Perse : pan-régionalisme et mondialisation N°204 - 1ere année

Georges Bush le rappellera aujourd’hui devant la Knesset : « L’Amérique se tient à vos côtés dans votre ferme opposition aux ambitions nucléaires militaires de l’Iran »¹. Le 11 mars dernier, le départ de l’amiral Fallon du Central Command (CENTCOM) et son remplacement par le général David Petraeus -qui commandait les troupes basées en Mésopotamie - plus acquis à la ligne dure conduite par Dick Cheyney était un signal fort envoyé aux puissances régionales amies. Mais l’Arabie Saoudite s’opposerait toujours aux frappes « chirurgicales » contre son voisin persan ; la Turquie rechignerait également.
A Téhéran, on affecte non pas une indifférence devant ces offensives verbales régulières depuis plusieurs années mais un intérêt grandissant pour développer une diplomatie pan-régionale et mondiale. Après tout, bombardements sélectifs ou pas, la politique ne doit-elle pas veiller à empêcher l’adversaire d’attaquer et s’il le fait de l’affaiblir ? Et la Perse est très riche en pétrole et en gaz.
Si l’on laisse de côté les querelles intestines (importantes) au sein des dirigeants de la république islamique, on voit que la population et les politiciens, tous confondus, se réunissent autour de la question nucléaire. Et, de ce fait, les réflexions se font en direction de ce qui peut avantager le pays à court et à moyen terme.
Des trois organisations régionales majeures, l’Organisation du Conseil Economique (OCE), l’Organisation de coopération de Shanghai (OCS) et le Conseil de Coopération du Golfe (CCG)² la république islamique de Téhéran n’appartient qu’à la première, pour la seconde elle a un statut d’observateur et elle est exclue pour le moment de la dernière.
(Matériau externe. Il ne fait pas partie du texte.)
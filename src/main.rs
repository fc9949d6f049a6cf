use progress_tracker::{
    AppConfig, AppState, CounterService, DocumentStore, router,
    clock::{Clock, FixedClock, LocalClock},
    tracker::AuthState,
};
use std::{net::SocketAddr, sync::Arc};
use tokio::fs;
use tracing::{info, warn};
use tracing_subscriber::{fmt, EnvFilter};

#[tokio::main]
async fn main() -> Result<(), Box<dyn std::error::Error>> {
    fmt()
        .with_env_filter(EnvFilter::from_default_env().add_directive("info".parse()?))
        .init();

    let config = AppConfig::from_env()?;
    if let Some(parent) = config.data_path.parent() {
        fs::create_dir_all(parent).await?;
    }

    let store = DocumentStore::open(&config.data_path).await;
    let service = CounterService::new(Arc::new(store), config.app_id.clone());
    if let Err(err) = service
        .apply_auth(AuthState::SignedIn(config.user_id.clone()))
        .await
    {
        warn!(error = %err, "initial sign-in failed");
    }

    let clock: Arc<dyn Clock> = match config.today {
        Some(date) => {
            info!(%date, "clock pinned");
            Arc::new(FixedClock::new(date))
        }
        None => Arc::new(LocalClock),
    };

    let addr = SocketAddr::from(([0, 0, 0, 0], config.port));
    let app = router(AppState::new(service, clock, config));

    info!("listening on http://{addr}");
    let listener = tokio::net::TcpListener::bind(addr).await?;
    axum::serve(listener, app)
        .with_graceful_shutdown(shutdown_signal())
        .await?;

    Ok(())
}

async fn shutdown_signal() {
    if let Err(err) = tokio::signal::ctrl_c().await {
        warn!(error = %err, "failed to listen for shutdown signal");
        std::future::pending::<()>().await;
    }
    info!("shutting down");
}
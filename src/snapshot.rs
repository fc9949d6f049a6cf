use crate::models::parse_date_key;
use chrono::NaiveDate;
use serde_json::{Map, Value};
use std::collections::BTreeMap;
use tracing::debug;

/// Raw document as delivered by the remote store. May carry fields that are
/// not dates.
pub type RawDocument = Map<String, Value>;

/// Date to count mapping for one user.
#[derive(Debug, Clone, Default, PartialEq, Eq)]
pub struct CounterSnapshot {
    days: BTreeMap<NaiveDate, u64>,
}

impl CounterSnapshot {
    pub fn new() -> Self {
        Self::default()
    }

    /// Keeps only entries whose key is a `YYYY-MM-DD` date and whose value is a
    /// non-negative integer.
    pub fn from_raw(raw: &RawDocument) -> Self {
        let mut days = BTreeMap::new();
        for (key, value) in raw {
            match (parse_date_key(key), value.as_u64()) {
                (Some(date), Some(count)) => {
                    days.insert(date, count);
                }
                _ => debug!(field = %key, "skipping non-count field in remote document"),
            }
        }
        Self { days }
    }

    pub fn get(&self, date: NaiveDate) -> u64 {
        self.days.get(&date).copied().unwrap_or(0)
    }

    /// Explicit overwrite, used for optimistic values and backfill.
    pub fn set(&mut self, date: NaiveDate, count: u64) {
        self.days.insert(date, count);
    }

    pub fn is_empty(&self) -> bool {
        self.days.is_empty()
    }

    pub fn len(&self) -> usize {
        self.days.len()
    }

    pub fn iter(&self) -> impl Iterator<Item = (NaiveDate, u64)> + '_ {
        self.days.iter().map(|(date, count)| (*date, *count))
    }

    pub fn max_count(&self) -> u64 {
        self.days.values().copied().max().unwrap_or(0)
    }
}

impl FromIterator<(NaiveDate, u64)> for CounterSnapshot {
    fn from_iter<T: IntoIterator<Item = (NaiveDate, u64)>>(iter: T) -> Self {
        Self {
            days: iter.into_iter().collect(),
        }
    }
}
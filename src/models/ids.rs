//! Content fingerprints using SHA256 hashing.

use serde::{Deserialize, Serialize};
use sha2::{Digest, Sha256};
use std::fmt;

/// A deterministic identifier derived from the bytes of the loaded exports.
/// Two datasets with identical raw documents share a fingerprint.
#[derive(Clone, PartialEq, Eq, Hash, Serialize, Deserialize)]
pub struct Fingerprint(String);

impl Fingerprint {
    /// Hash a sequence of documents. Each part is length-prefixed so that
    /// moving bytes between parts changes the result.
    pub fn of_documents(parts: &[&[u8]]) -> Self {
        let mut hasher = Sha256::new();
        for part in parts {
            hasher.update((part.len() as u64).to_le_bytes());
            hasher.update(part);
        }
        let result = hasher.finalize();
        let hash = hex::encode(result);
        Self(hash[..16].to_string())
    }

    pub fn as_str(&self) -> &str {
        &self.0
    }
}

impl fmt::Display for Fingerprint {
    fn fmt(&self, f: &mut fmt::Formatter<'_>) -> fmt::Result {
        write!(f, "{}", self.0)
    }
}

impl fmt::Debug for Fingerprint {
    fn fmt(&self, f: &mut fmt::Formatter<'_>) -> fmt::Result {
        write!(f, "Fingerprint({})", self.0)
    }
}

impl From<&str> for Fingerprint {
    fn from(s: &str) -> Self {
        Self(s.to_string())
    }
}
Inutile de souligner que pour Téhéran développer ou créer une diplomatie pan-régionale relève du simple bon sens.
Quels sont les atouts ? D’abord la situation géographique persane qui la place stratégiquement entre le Golfe persique et l’ensemble de l’Asie et au-delà vers la mer Caspienne et le Caucase ; ensuite sa richesse pétrolière et gazière (le champ gazier de Pars-sud est partagé entre ses eaux et celles du Qatar). En troisième lieu, la réalisation d’un gazoduc IPI (Iran-Pakistan-Inde) dont les travaux commenceraient en 2010. Le déplacement du Président Mahmoud Ahmadinejad le 29 avril à New-Delhi devait officialiser le projet ; nn quatrième lieu, les ambitions et les calculs des acteurs mondiaux, la Russie (Gazprom), la Chine, qui veulent non seulement sécuriser les routes énergétiques mais aussi, sur un plan strictement stratégique garantir leur espace vital réciproque, contrer les calculs américains.
Quels sont les obstacles ? La Russie et la Chine refusent encore à Téhéran de devenir membre à part entière de l’Organisation de coopération de Shanghai par crainte de courroucer Washington. C’est là le motif officiel mais, au vu des enjeux en cours, les deux puissances ne jugeant pas leurs forces économiques suffisantes, elles estiment habiles de donner des gages. Les membres du Conseil de coopération du Golfe ferment leur porte à Téhéran mais celle-ci pense, qu’avec l’installation d’un état chiite en Mésopotamie (le Président Ahmadinejad et le Président irakien Jalal Talabani (Kurde) sont amis depuis leur lutte commune contre Saddam Hussein) certains d’entre eux se montreraient moins hostiles. En troisième lieu, les sanctions économiques initiées par les Etats-Unis sont un handicap important dans le développement économique de la République islamique. Posons-nous la question de savoir combien de temps tiendront-elles devant la montée en puissance de l’Asie, de la Russie ? Sur ce point les politiques américains les plus durs pensent que l’action militaire et le renversement du régime sont les seules issues possibles.
L’Europe, censée faire cause commune avec les Etats-Unis, est gênée depuis le 17 avril dernier. La Suisse a signé un accord de fourniture de gaz d’une durée de 25 ans avec Téhéran et pour un montant de 27 milliards d’euros (45 milliards de dollars). La ministre suisse des affaires étrangères, Micheline Calmy-Rey, a indiqué que cet accord était bon pour deux raisons : réduire la dépendance énergétique européenne vis-à-vis de la Russie, aider l’Italie, pauvre en gaz. Coup de tonnerre pour l’Union européenne³, menaces de rétorsions des Etats-Unis (plus discrètement de Londres) contre la Suisse.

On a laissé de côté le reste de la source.